Thursday, February 10, 2005

What about the print divide?

Warschauer, talking about social embeddedness of technology, refers briefly to the Gutemberg revolution. He talks of the changes that such technical innovation brought to society. His point is to stress how much society and its technology are intertwined. This reference makes me wonder about similarities (if there are, and I think so) between the digital divide we are discussing about now and a "print divide" during the 16th Century. I'm not a mass media historician, but I think that there is more than one point in common between the two divides created by the Internet and the Gutemberg revolution.
I'll be very interested to discuss this point in class, because I think that the Internet, as a mass medium, is too young and still in its first stages of evolution.
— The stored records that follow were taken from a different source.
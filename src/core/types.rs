use chrono::{DateTime, Utc};
use serde::{Deserialize, Serialize};

use crate::core::Color;
use crate::error::{ChartError, ChartResult};

/// One `(x, y)` sample of a series.
///
/// Time-scaled x values are Unix seconds.
#[derive(Debug, Clone, Copy, PartialEq, Serialize, Deserialize)]
pub struct DataPoint {
    pub x: f64,
    pub y: f64,
}

impl DataPoint {
    #[must_use]
    pub fn new(x: f64, y: f64) -> Self {
        Self { x, y }
    }

    #[must_use]
    pub fn from_time(time: DateTime<Utc>, y: f64) -> Self {
        Self {
            x: datetime_to_unix_seconds(time),
            y,
        }
    }

    pub fn validate(self) -> ChartResult<()> {
        if !self.x.is_finite() || !self.y.is_finite() {
            return Err(ChartError::InvalidData(format!(
                "data point ({}, {}) must be finite",
                self.x, self.y
            )));
        }
        Ok(())
    }
}

#[must_use]
pub fn datetime_to_unix_seconds(time: DateTime<Utc>) -> f64 {
    time.timestamp_millis() as f64 / 1_000.0
}

/// One line/area series as bound to a rendering target.
#[derive(Debug, Clone, Default, PartialEq, Serialize, Deserialize)]
pub struct Series {
    #[serde(default)]
    pub key: Option<String>,
    #[serde(default)]
    pub color: Option<Color>,
    #[serde(default)]
    pub values: Vec<DataPoint>,
}

impl Series {
    #[must_use]
    pub fn new(values: Vec<DataPoint>) -> Self {
        Self {
            key: None,
            color: None,
            values,
        }
    }

    #[must_use]
    pub fn with_key(mut self, key: impl Into<String>) -> Self {
        self.key = Some(key.into());
        self
    }

    #[must_use]
    pub fn with_color(mut self, color: Color) -> Self {
        self.color = Some(color);
        self
    }

    /// Key used in gradient ids; unkeyed series fall back to `"y"`.
    #[must_use]
    pub fn gradient_key(&self) -> &str {
        self.key.as_deref().unwrap_or("y")
    }
}

/// Chart margins in pixels.
#[derive(Debug, Clone, Copy, Default, PartialEq, Serialize, Deserialize)]
#[serde(default)]
pub struct Margin {
    pub top: f64,
    pub right: f64,
    pub bottom: f64,
    pub left: f64,
}

impl Margin {
    #[must_use]
    pub const fn new(top: f64, right: f64, bottom: f64, left: f64) -> Self {
        Self {
            top,
            right,
            bottom,
            left,
        }
    }

    #[must_use]
    pub fn uniform(value: f64) -> Self {
        Self::new(value, value, value, value)
    }

    #[must_use]
    pub fn horizontal(self) -> f64 {
        self.left + self.right
    }

    #[must_use]
    pub fn vertical(self) -> f64 {
        self.top + self.bottom
    }

    /// Overwrites only the sides present in `patch`.
    pub fn merge(&mut self, patch: MarginPatch) {
        if let Some(top) = patch.top {
            self.top = top;
        }
        if let Some(right) = patch.right {
            self.right = right;
        }
        if let Some(bottom) = patch.bottom {
            self.bottom = bottom;
        }
        if let Some(left) = patch.left {
            self.left = left;
        }
    }
}

/// Partial margin update; absent sides keep their current value.
#[derive(Debug, Clone, Copy, Default, PartialEq, Serialize, Deserialize)]
#[serde(default)]
pub struct MarginPatch {
    pub top: Option<f64>,
    pub right: Option<f64>,
    pub bottom: Option<f64>,
    pub left: Option<f64>,
}

impl MarginPatch {
    #[must_use]
    pub fn top(mut self, value: f64) -> Self {
        self.top = Some(value);
        self
    }

    #[must_use]
    pub fn right(mut self, value: f64) -> Self {
        self.right = Some(value);
        self
    }

    #[must_use]
    pub fn bottom(mut self, value: f64) -> Self {
        self.bottom = Some(value);
        self
    }

    #[must_use]
    pub fn left(mut self, value: f64) -> Self {
        self.left = Some(value);
        self
    }
}

impl From<Margin> for MarginPatch {
    fn from(margin: Margin) -> Self {
        Self {
            top: Some(margin.top),
            right: Some(margin.right),
            bottom: Some(margin.bottom),
            left: Some(margin.left),
        }
    }
}

/// Pixel size of a drawing area.
#[derive(Debug, Clone, Copy, PartialEq, Serialize, Deserialize)]
pub struct Size {
    pub width: f64,
    pub height: f64,
}

impl Size {
    #[must_use]
    pub const fn new(width: f64, height: f64) -> Self {
        Self { width, height }
    }

    /// Area left once `margin` is removed; may be negative, nothing clamps it.
    #[must_use]
    pub fn inset(self, margin: Margin) -> Self {
        Self {
            width: self.width - margin.horizontal(),
            height: self.height - margin.vertical(),
        }
    }
}
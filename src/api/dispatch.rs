use std::cell::RefCell;
use std::fmt;
use std::rc::Rc;

use indexmap::IndexMap;
use serde::{Deserialize, Serialize};

use crate::error::{ChartError, ChartResult};

/// Signals exchanged between the render scheduler, the host and listeners.
#[derive(Debug, Clone, Copy, PartialEq, Eq, Hash, Serialize, Deserialize)]
#[serde(rename_all = "snake_case")]
pub enum RenderEvent {
    /// The scheduler went from idle to active.
    RenderStart,
    /// The scheduler drained its queue and went idle.
    RenderEnd,
    /// Every rendered graph should re-render against its recorded target.
    UpdateGraphs,
}

impl RenderEvent {
    pub const ALL: [RenderEvent; 3] = [Self::RenderStart, Self::RenderEnd, Self::UpdateGraphs];

    #[must_use]
    pub fn name(self) -> &'static str {
        match self {
            Self::RenderStart => "render_start",
            Self::RenderEnd => "render_end",
            Self::UpdateGraphs => "update_graphs",
        }
    }

    #[must_use]
    pub fn from_name(name: &str) -> Option<Self> {
        Self::ALL.into_iter().find(|event| event.name() == name)
    }
}

impl fmt::Display for RenderEvent {
    fn fmt(&self, f: &mut fmt::Formatter<'_>) -> fmt::Result {
        f.write_str(self.name())
    }
}

type Listener = Box<dyn FnMut(RenderEvent)>;

struct EmitFrame {
    event: RenderEvent,
    taken: Vec<String>,
    detached: Vec<String>,
}

#[derive(Default)]
struct Dispatch {
    listeners: IndexMap<RenderEvent, IndexMap<String, Listener>>,
    /// Emissions in progress; their listeners are out of `listeners`.
    emitting: Vec<EmitFrame>,
}

impl Dispatch {
    fn detach(&mut self, event: RenderEvent, name: &str) -> bool {
        let mut removed = self
            .listeners
            .get_mut(&event)
            .and_then(|named| named.shift_remove(name))
            .is_some();
        for frame in &mut self.emitting {
            if frame.event == event && frame.taken.iter().any(|taken| taken == name) {
                frame.detached.push(name.to_owned());
                removed = true;
            }
        }
        removed
    }
}

/// Named-listener event bus shared by a render context and its host.
///
/// Each event keeps its listeners in registration order. Registering a name
/// that already exists replaces that listener in place. Listeners may
/// register or detach listeners (or emit other events) while being called.
#[derive(Clone, Default)]
pub struct EventBus {
    inner: Rc<RefCell<Dispatch>>,
}

impl fmt::Debug for EventBus {
    fn fmt(&self, f: &mut fmt::Formatter<'_>) -> fmt::Result {
        let dispatch = self.inner.borrow();
        let mut map = f.debug_map();
        for (event, named) in &dispatch.listeners {
            map.entry(&event.name(), &named.keys().collect::<Vec<_>>());
        }
        map.finish()
    }
}

impl EventBus {
    #[must_use]
    pub fn new() -> Self {
        Self::default()
    }

    /// Registers `listener` for `event` under `name`.
    ///
    /// Returns `true` when a listener with the same name was replaced.
    pub fn on(
        &self,
        event: RenderEvent,
        name: impl Into<String>,
        listener: impl FnMut(RenderEvent) + 'static,
    ) -> bool {
        self.inner
            .borrow_mut()
            .listeners
            .entry(event)
            .or_default()
            .insert(name.into(), Box::new(listener))
            .is_some()
    }

    /// Registers using a `"event.name"` type string such as
    /// `"render_end.timing"`. A bare event name registers under `""`.
    pub fn on_type(
        &self,
        typename: &str,
        listener: impl FnMut(RenderEvent) + 'static,
    ) -> ChartResult<bool> {
        let (event_name, name) = typename.split_once('.').unwrap_or((typename, ""));
        let event = RenderEvent::from_name(event_name).ok_or_else(|| {
            ChartError::InvalidConfig(format!("unknown render event `{event_name}`"))
        })?;
        Ok(self.on(event, name, listener))
    }

    /// Removes the listener `name` from `event`; returns whether one existed.
    pub fn off(&self, event: RenderEvent, name: &str) -> bool {
        self.inner.borrow_mut().detach(event, name)
    }

    #[must_use]
    pub fn listener_count(&self, event: RenderEvent) -> usize {
        self.inner
            .borrow()
            .listeners
            .get(&event)
            .map_or(0, IndexMap::len)
    }

    #[must_use]
    pub fn has_listener(&self, event: RenderEvent, name: &str) -> bool {
        self.inner
            .borrow()
            .listeners
            .get(&event)
            .is_some_and(|named| named.contains_key(name))
    }

    /// Calls every listener of `event` in registration order; returns how
    /// many were called.
    pub fn emit(&self, event: RenderEvent) -> usize {
        let mut taken = {
            let mut dispatch = self.inner.borrow_mut();
            let taken = dispatch
                .listeners
                .get_mut(&event)
                .map(std::mem::take)
                .unwrap_or_default();
            dispatch.emitting.push(EmitFrame {
                event,
                taken: taken.keys().cloned().collect(),
                detached: Vec::new(),
            });
            taken
        };

        for listener in taken.values_mut() {
            listener(event);
        }
        let called = taken.len();

        let mut dispatch = self.inner.borrow_mut();
        let detached = dispatch
            .emitting
            .iter()
            .rposition(|frame| frame.event == event)
            .map(|index| dispatch.emitting.remove(index).detached)
            .unwrap_or_default();
        taken.retain(|name, _| !detached.contains(name));

        let registered_meanwhile = dispatch
            .listeners
            .get_mut(&event)
            .map(std::mem::take)
            .unwrap_or_default();
        for (name, listener) in registered_meanwhile {
            taken.insert(name, listener);
        }
        dispatch.listeners.insert(event, taken);
        called
    }

    /// Drops every listener of every event.
    pub fn clear(&self) {
        self.inner.borrow_mut().listeners.clear();
    }
}
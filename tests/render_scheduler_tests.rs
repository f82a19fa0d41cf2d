use std::cell::{Cell, RefCell};
use std::rc::Rc;

use n3_charts::api::{
    EventBus, GraphHandle, GraphRegistry, RenderEvent, RenderScheduler, RenderedChart, TickReport,
};
use n3_charts::error::{ChartError, ChartResult};

struct StubChart {
    refreshes: Rc<Cell<usize>>,
}

impl RenderedChart for StubChart {
    fn name(&self) -> &str {
        "stub"
    }

    fn refresh(&mut self) -> ChartResult<()> {
        self.refreshes.set(self.refreshes.get() + 1);
        Ok(())
    }
}

fn stub_chart() -> GraphHandle {
    Rc::new(RefCell::new(StubChart {
        refreshes: Rc::new(Cell::new(0)),
    }))
}

fn scheduler(step: usize) -> (RenderScheduler, EventBus, GraphRegistry) {
    let bus = EventBus::new();
    let graphs = GraphRegistry::new();
    let scheduler =
        RenderScheduler::new(step, bus.clone(), graphs.clone()).expect("valid render step");
    (scheduler, bus, graphs)
}

fn count_events(bus: &EventBus, event: RenderEvent) -> Rc<Cell<usize>> {
    let count = Rc::new(Cell::new(0));
    let sink = Rc::clone(&count);
    bus.on(event, "count", move |_| sink.set(sink.get() + 1));
    count
}

#[test]
fn tasks_run_in_enqueue_order() {
    let (mut scheduler, _bus, graphs) = scheduler(1);
    let order = Rc::new(RefCell::new(Vec::new()));

    for index in 0..5 {
        let order = Rc::clone(&order);
        scheduler.enqueue(move || {
            order.borrow_mut().push(index);
            Ok(stub_chart())
        });
    }

    assert_eq!(scheduler.queued(), 5);
    let reports = scheduler.run_until_idle();
    assert_eq!(reports.len(), 5);
    assert_eq!(*order.borrow(), vec![0, 1, 2, 3, 4]);
    assert_eq!(graphs.len(), 5);
}

#[test]
fn step_two_drains_five_tasks_in_three_batches() {
    let (mut scheduler, _bus, _graphs) = scheduler(2);
    for _ in 0..5 {
        scheduler.enqueue(|| Ok(stub_chart()));
    }

    let reports = scheduler.run_until_idle();
    assert_eq!(
        reports,
        vec![
            TickReport {
                executed: 2,
                failed: 0,
                remaining: 3,
                finished: false,
            },
            TickReport {
                executed: 2,
                failed: 0,
                remaining: 1,
                finished: false,
            },
            TickReport {
                executed: 1,
                failed: 0,
                remaining: 0,
                finished: true,
            },
        ]
    );
    assert!(!scheduler.is_active());
}

#[test]
fn one_start_and_one_end_per_activation() {
    let (mut scheduler, bus, _graphs) = scheduler(1);
    let starts = count_events(&bus, RenderEvent::RenderStart);
    let ends = count_events(&bus, RenderEvent::RenderEnd);

    scheduler.enqueue(|| Ok(stub_chart()));
    assert_eq!(starts.get(), 1, "start fires synchronously on activation");
    assert!(scheduler.is_active());
    assert!(scheduler.has_pending_tick());

    scheduler.enqueue(|| Ok(stub_chart()));
    scheduler.enqueue(|| Ok(stub_chart()));
    assert_eq!(starts.get(), 1, "enqueue while active does not restart");

    let first = scheduler.tick().expect("tick pending");
    assert!(!first.finished);
    assert_eq!(ends.get(), 0);

    scheduler.run_until_idle();
    assert_eq!(ends.get(), 1);
    assert!(!scheduler.has_pending_tick());

    scheduler.enqueue(|| Ok(stub_chart()));
    scheduler.run_until_idle();
    assert_eq!(starts.get(), 2);
    assert_eq!(ends.get(), 2);
}

#[test]
fn idle_scheduler_has_nothing_to_tick() {
    let (mut scheduler, bus, _graphs) = scheduler(3);
    let ends = count_events(&bus, RenderEvent::RenderEnd);

    assert_eq!(scheduler.tick(), None);
    assert!(scheduler.run_until_idle().is_empty());
    assert_eq!(ends.get(), 0);
}

#[test]
fn failing_task_does_not_stop_its_batch() {
    let (mut scheduler, bus, graphs) = scheduler(3);
    let ends = count_events(&bus, RenderEvent::RenderEnd);

    scheduler.enqueue(|| Ok(stub_chart()));
    scheduler.enqueue(|| -> ChartResult<GraphHandle> {
        Err(ChartError::InvalidData("broken series".to_owned()))
    });
    scheduler.enqueue(|| Ok(stub_chart()));

    let report = scheduler.tick().expect("tick pending");
    assert_eq!(report.executed, 3);
    assert_eq!(report.failed, 1);
    assert!(report.finished);
    assert_eq!(ends.get(), 1);
    assert_eq!(graphs.len(), 2);

    let failures = scheduler.take_failures();
    assert_eq!(failures.len(), 1);
    assert_eq!(failures[0].sequence, 1);
    assert!(matches!(
        failures.into_iter().next().map(|failure| failure.into_error()),
        Some(ChartError::TaskFailed { sequence: 1, .. })
    ));
    assert!(scheduler.failures().is_empty());
}

#[test]
fn zero_step_is_rejected() {
    let result = RenderScheduler::new(0, EventBus::new(), GraphRegistry::new());
    assert!(matches!(result, Err(ChartError::InvalidConfig(_))));

    let (mut scheduler, _bus, _graphs) = scheduler(1);
    assert!(scheduler.set_step(0).is_err());
    assert_eq!(scheduler.step(), 1);
}

#[test]
fn step_change_applies_from_next_tick() {
    let (mut scheduler, _bus, _graphs) = scheduler(1);
    for _ in 0..4 {
        scheduler.enqueue(|| Ok(stub_chart()));
    }

    assert_eq!(scheduler.tick().map(|report| report.executed), Some(1));
    scheduler.set_step(3).expect("valid step");
    let report = scheduler.tick().expect("tick pending");
    assert_eq!(report.executed, 3);
    assert!(report.finished);
}

#[test]
fn sequences_count_up_across_activations() {
    let (mut scheduler, _bus, _graphs) = scheduler(1);
    assert_eq!(scheduler.enqueue(|| Ok(stub_chart())), 0);
    scheduler.run_until_idle();
    assert_eq!(scheduler.enqueue(|| Ok(stub_chart())), 1);
}
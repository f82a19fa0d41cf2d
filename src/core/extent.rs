use crate::core::{DataPoint, Series};
use crate::error::{ChartError, ChartResult};

/// Headroom multiplier applied to the derived y maximum.
pub const Y_HEADROOM: f64 = 1.25;

/// `[min x, max x]` over every point of every series.
pub fn x_extent(data: &[Series]) -> ChartResult<(f64, f64)> {
    fold_extent(data, |point| point.x).ok_or(ChartError::EmptyData { axis: "x" })
}

/// `[0, max y * 1.25]` over every point of every series.
pub fn y_extent(data: &[Series]) -> ChartResult<(f64, f64)> {
    let (_, max) = fold_extent(data, |point| point.y).ok_or(ChartError::EmptyData { axis: "y" })?;
    Ok((0.0, max * Y_HEADROOM))
}

fn fold_extent(data: &[Series], value: impl Fn(&DataPoint) -> f64) -> Option<(f64, f64)> {
    data.iter()
        .flat_map(|series| series.values.iter())
        .map(value)
        .filter(|value| !value.is_nan())
        .fold(None, |acc, value| match acc {
            None => Some((value, value)),
            Some((min, max)) => Some((min.min(value), max.max(value))),
        })
}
It is too difficult to pretend to understand the digital divide from an inside point of view. As for that, I feel that some kind of historical point of view on the past "divides" could help understand better what is going on. Norris did it with some media and their expansion patterns. Anyway, I think that the print revolution is a more suitable comparison with the changes that the Internet is bringing. Furthermore, most of you are in library studies and you surely know a lot about this medium that changed society (maybe more than the Internet could do).
If I think of past divides, for example, digital divide tracked by income isn't so much surprising to me, especially if I think that only wealthy people could afford books in the 16th Century.
Looking back, with Warschauer theories about interdependence of society and its technology in mind, the digital divide seems kind of less unknown... kind of...

1 comment:

  1. The print divide shared this important feature with the digital divide -- the problem was not necessarily one of access so much as skill. There were lending libraries from fairly early on, and although these often required a subscription fee they weren't very expensive. But if a person was illiterate, it didn't matter whether they could get books from a library or not.

    The literacy gap seems to have been pretty similar to the digital skills gap in terms of demographics. The adults with weaker skills tended to be uneducated, poor, female, or elderly.